▸ **EXERCISE DESCRIPTION**
Word for word, repeat each entry that follows.

---------- AVAILABLE RECORDS ----------

//! # Domain Types
//!
//! The item form object and the tag that identifies form shapes.
//!
//! ## Item Shape
//! ```text
//! ┌─────────────────────────────────────────────┐
//! │                 Item                        │
//! │  ─────────────────────────────────────────  │
//! │  id          Option<i64>     (not checked)  │
//! │  itemName    Option<String>  required       │
//! │  price       Option<i64>     1000..=1000000 │
//! │  quantity    Option<i64>     < 9999         │
//! │                                             │
//! │  price × quantity >= 10000 (both present)   │
//! └─────────────────────────────────────────────┘
//! ```
//!
//! ## Absent vs Zero
//! Every checked field is an `Option`. `None` means the form left the field
//! out; `Some(0)` is a present value. The cross-field total only runs when
//! both `price` and `quantity` are `Some`, so this difference matters.

use serde::{Deserialize, Serialize};
use ts_rs::TS;

// =============================================================================
// Form Object Tag
// =============================================================================

/// Type of a form field, used when resolving message codes.
#[derive(Debug, Clone, Copy, PartialEq, Eq, Serialize, Deserialize)]
#[serde(rename_all = "snake_case")]
pub enum FieldType {
    String,
    Integer,
}

impl FieldType {
    pub fn as_str(&self) -> &'static str {
        match self {
            FieldType::String => "string",
            FieldType::Integer => "integer",
        }
    }
}

/// A form shape that validators can be matched against.
///
/// `OBJECT_NAME` is the explicit tag a collector is bound to (see
/// [`Errors::new`](crate::validation::Errors::new)). Validators declare the
/// names they support instead of inspecting types at runtime.
pub trait FormObject {
    /// Name of the form object, e.g. `"item"`.
    const OBJECT_NAME: &'static str;

    /// Declared type of a field, if the field exists on this form.
    fn field_type(field: &str) -> Option<FieldType>;
}

// =============================================================================
// Item
// =============================================================================

/// A submitted item form.
///
/// ## Serialization
/// Field names are camelCase on the wire, matching the form:
/// ```json
/// { "id": 1, "itemName": "Book", "price": 2000, "quantity": 10 }
/// ```
/// Missing keys and `null` both deserialize to `None`.
#[derive(Debug, Clone, Default, PartialEq, Eq, Serialize, Deserialize, TS)]
#[serde(rename_all = "camelCase")]
#[ts(export)]
pub struct Item {
    /// Identifier assigned by the store. Not validated.
    #[serde(default)]
    #[serde(skip_serializing_if = "Option::is_none")]
    #[ts(optional)]
    pub id: Option<i64>,

    /// Display name.
    #[serde(default)]
    pub item_name: Option<String>,

    /// Unit price in the smallest currency unit.
    #[serde(default)]
    pub price: Option<i64>,

    /// Number of units.
    #[serde(default)]
    pub quantity: Option<i64>,
}

impl Item {
    /// Field name of [`Item::item_name`] as it appears on the form.
    pub const ITEM_NAME: &'static str = "itemName";
    /// Field name of [`Item::price`].
    pub const PRICE: &'static str = "price";
    /// Field name of [`Item::quantity`].
    pub const QUANTITY: &'static str = "quantity";

    /// Creates an item without an id.
    pub fn new(item_name: impl Into<String>, price: Option<i64>, quantity: Option<i64>) -> Self {
        Item {
            id: None,
            item_name: Some(item_name.into()),
            price,
            quantity,
        }
    }

    /// `price × quantity` when both are present.
    ///
    /// Saturates at the `i64` bounds instead of overflowing; in-range values
    /// never come close.
    pub fn total_price(&self) -> Option<i64> {
        match (self.price, self.quantity) {
            (Some(price), Some(quantity)) => Some(price.saturating_mul(quantity)),
            _ => None,
        }
    }
}

impl FormObject for Item {
    const OBJECT_NAME: &'static str = "item";

    fn field_type(field: &str) -> Option<FieldType> {
        match field {
            Item::ITEM_NAME => Some(FieldType::String),
            Item::PRICE | Item::QUANTITY => Some(FieldType::Integer),
            _ => None,
        }
    }
}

----------

▸ **REPLY**
//! # Domain Types
//!
//! The item form object and the tag that identifies form shapes.
//!
//! ## Item Shape
//! ```text
//! ┌─────────────────────────────────────────────┐
//! │                 Item                        │
//! │  ─────────────────────────────────────────  │
//! │  id          Option<i64>     (not checked)  │
//! │  itemName    Option<String>  required       │
//! │  price       Option<i64>     1000..=1000000 │
//! │  quantity    Option<i64>     < 9999         │
//! │                                             │
//! │  price × quantity >= 10000 (both present)   │
//! └─────────────────────────────────────────────┘
//! ```
//!
//! ## Absent vs Zero
//! Every checked field is an `Option`. `None` means the form left the field
//! out; `Some(0)` is a present value. The cross-field total only runs when
//! both `price` and `quantity` are `Some`, so this difference matters.

use serde::{Deserialize, Serialize};
use ts_rs::TS;

// =============================================================================
// Form Object Tag
// =============================================================================

/// Type of a form field, used when resolving message codes.
#[derive(Debug, Clone, Copy, PartialEq, Eq, Serialize, Deserialize)]
#[serde(rename_all = "snake_case")]
pub enum FieldType {
    String,
    Integer,
}

impl FieldType {
    pub fn as_str(&self) -> &'static str {
        match self {
            FieldType::String => "string",
            FieldType::Integer => "integer",
        }
    }
}

/// A form shape that validators can be matched against.
///
/// `OBJECT_NAME` is the explicit tag a collector is bound to (see
/// [`Errors::new`](crate::validation::Errors::new)). Validators declare the
/// names they support instead of inspecting types at runtime.
pub trait FormObject {
    /// Name of the form object, e.g. `"item"`.
    const OBJECT_NAME: &'static str;

    /// Declared type of a field, if the field exists on this form.
    fn field_type(field: &str) -> Option<FieldType>;
}

// =============================================================================
// Item
// =============================================================================

/// A submitted item form.
///
/// ## Serialization
/// Field names are camelCase on the wire, matching the form:
/// ```json
/// { "id": 1, "itemName": "Book", "price": 2000, "quantity": 10 }
/// ```
/// Missing keys and `null` both deserialize to `None`.
#[derive(Debug, Clone, Default, PartialEq, Eq, Serialize, Deserialize, TS)]
#[serde(rename_all = "camelCase")]
#[ts(export)]
pub struct Item {
    /// Identifier assigned by the store. Not validated.
    #[serde(default)]
    #[serde(skip_serializing_if = "Option::is_none")]
    #[ts(optional)]
    pub id: Option<i64>,

    /// Display name.
    #[serde(default)]
    pub item_name: Option<String>,

    /// Unit price in the smallest currency unit.
    #[serde(default)]
    pub price: Option<i64>,

    /// Number of units.
    #[serde(default)]
    pub quantity: Option<i64>,
}

impl Item {
    /// Field name of [`Item::item_name`] as it appears on the form.
    pub const ITEM_NAME: &'static str = "itemName";
    /// Field name of [`Item::price`].
    pub const PRICE: &'static str = "price";
    /// Field name of [`Item::quantity`].
    pub const QUANTITY: &'static str = "quantity";

    /// Creates an item without an id.
    pub fn new(item_name: impl Into<String>, price: Option<i64>, quantity: Option<i64>) -> Self {
        Item {
            id: None,
            item_name: Some(item_name.into()),
            price,
            quantity,
        }
    }

    /// `price × quantity` when both are present.
    ///
    /// Saturates at the `i64` bounds instead of overflowing; in-range values
    /// never come close.
    pub fn total_price(&self) -> Option<i64> {
        match (self.price, self.quantity) {
            (Some(price), Some(quantity)) => Some(price.saturating_mul(quantity)),
            _ => None,
        }
    }
}

impl FormObject for Item {
    const OBJECT_NAME: &'static str = "item";

    fn field_type(field: &str) -> Option<FieldType> {
        match field {
            Item::ITEM_NAME => Some(FieldType::String),
            Item::PRICE | Item::QUANTITY => Some(FieldType::Integer),
            _ => None,
        }
    }
}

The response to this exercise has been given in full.